- [Exercise directions]: Each line of the records that holds the word "walk" should be copied out.

((

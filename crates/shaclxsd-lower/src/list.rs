//! RDF collection traversal

use std::collections::HashSet;

use shaclxsd_core::vocab::rdf;
use shaclxsd_core::{ShapeGraph, Term};
use tracing::warn;

/// Payloads of the list starting at `head`, in order.
///
/// Stops at `rdf:nil`, at a cell without `rdf:rest`, or at a cell seen
/// before. Cells without `rdf:first` contribute nothing.
pub fn walk<G: ShapeGraph + ?Sized>(graph: &G, head: &Term) -> Vec<Term> {
    let mut items = Vec::new();
    let mut seen = HashSet::new();
    let mut cell = head.clone();

    while !cell.is_iri(rdf::NIL) {
        if !seen.insert(cell.clone()) {
            warn!(cell = %cell, "cyclic list, stopping walk");
            break;
        }
        if let Some(first) = graph.value_of(&cell, rdf::FIRST) {
            items.push(first.clone());
        }
        match graph.value_of(&cell, rdf::REST) {
            Some(next) => cell = next.clone(),
            None => break,
        }
    }

    items
}

/// Whether `term` is the head of a list (a cell with `rdf:first`)
pub fn is_list<G: ShapeGraph + ?Sized>(graph: &G, term: &Term) -> bool {
    graph.value_of(term, rdf::FIRST).is_some()
}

))

- [Result of the task]:
pub fn walk<G: ShapeGraph + ?Sized>(graph: &G, head: &Term) -> Vec<Term> {
            warn!(cell = %cell, "cyclic list, stopping walk");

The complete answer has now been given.